> _WHAT IS BEING ASKED_: Among the lines below, count those with the word "Validation". Answer with the number only.
---*---
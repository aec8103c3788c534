//! Stable error codes for operators.

use serde::Serialize;
use thiserror::Error;

#[derive(Debug, Error)]
pub enum AppError {
    #[error("{0}")]
    Db(String),

    #[error("I/O failed: {0}")]
    Io(String),

    #[error("Invalid configuration: {0}")]
    Config(String),

    #[error("Validation failed: {0}")]
    Validation(String),

    #[error("Conflict: {0}")]
    Conflict(String),

    #[error("Unknown revision: {0}")]
    UnknownRevision(String),

    #[error("Cannot go back {requested} step(s), only {available} available")]
    InsufficientHistory { requested: usize, available: usize },

    #[error("Revision {revision} failed during {direction}: {cause}")]
    Migration {
        revision: String,
        direction: &'static str,
        cause: String,
    },

    #[error("Another migration holds the lock on {0}")]
    LockContention(String),

    #[error("Migration aborted, applied state left at {at}")]
    Aborted { at: String },
}

impl AppError {
    pub fn code(&self) -> &'static str {
        match self {
            Self::Db(_) => "DB_ERROR",
            Self::Io(_) => "IO_ERROR",
            Self::Config(_) => "CONFIG_ERROR",
            Self::Validation(_) => "VALIDATION_ERROR",
            Self::Conflict(_) => "CONFLICT",
            Self::UnknownRevision(_) => "UNKNOWN_REVISION",
            Self::InsufficientHistory { .. } => "INSUFFICIENT_HISTORY",
            Self::Migration { .. } => "MIGRATION_ERROR",
            Self::LockContention(_) => "LOCK_CONTENTION",
            Self::Aborted { .. } => "ABORTED",
        }
    }

    /// Process exit code for the operator CLI.
    pub fn exit_code(&self) -> i32 {
        match self {
            Self::UnknownRevision(_) => 2,
            Self::InsufficientHistory { .. } => 3,
            Self::Migration { .. } => 4,
            Self::LockContention(_) => 5,
            Self::Aborted { .. } => 6,
            _ => 1,
        }
    }

    /// Only lock contention and aborts leave nothing half-done.
    pub fn is_retryable(&self) -> bool {
        matches!(self, Self::LockContention(_) | Self::Aborted { .. })
    }

    /// Revision the error is about, if any.
    pub fn revision(&self) -> Option<&str> {
        match self {
            Self::UnknownRevision(id) => Some(id),
            Self::Migration { revision, .. } => Some(revision),
            Self::Aborted { at } => Some(at),
            _ => None,
        }
    }

    pub fn to_serde(&self) -> AppErrorDto {
        let details = self.revision().map(|rev| {
            serde_json::json!({
                "revision": rev,
                "retryable": self.is_retryable(),
            })
        });
        AppErrorDto {
            code: self.code().to_string(),
            message: self.to_string(),
            details,
        }
    }
}

impl From<rusqlite::Error> for AppError {
    fn from(e: rusqlite::Error) -> Self {
        AppError::Db(e.to_string())
    }
}

impl From<std::io::Error> for AppError {
    fn from(e: std::io::Error) -> Self {
        AppError::Io(e.to_string())
    }
}

impl From<serde_json::Error> for AppError {
    fn from(e: serde_json::Error) -> Self {
        AppError::Validation(format!("Invalid JSON: {}", e))
    }
}

impl serde::Serialize for AppError {
    fn serialize<S>(&self, serializer: S) -> Result<S::Ok, S::Error>
    where
        S: serde::Serializer,
    {
        self.to_serde().serialize(serializer)
    }
}

#[derive(Debug, Serialize)]
pub struct AppErrorDto {
    pub code: String,
    pub message: String,
    pub details: Option<serde_json::Value>,
}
---*---
> _RESPONSE TO THIS EXERCISE_: 4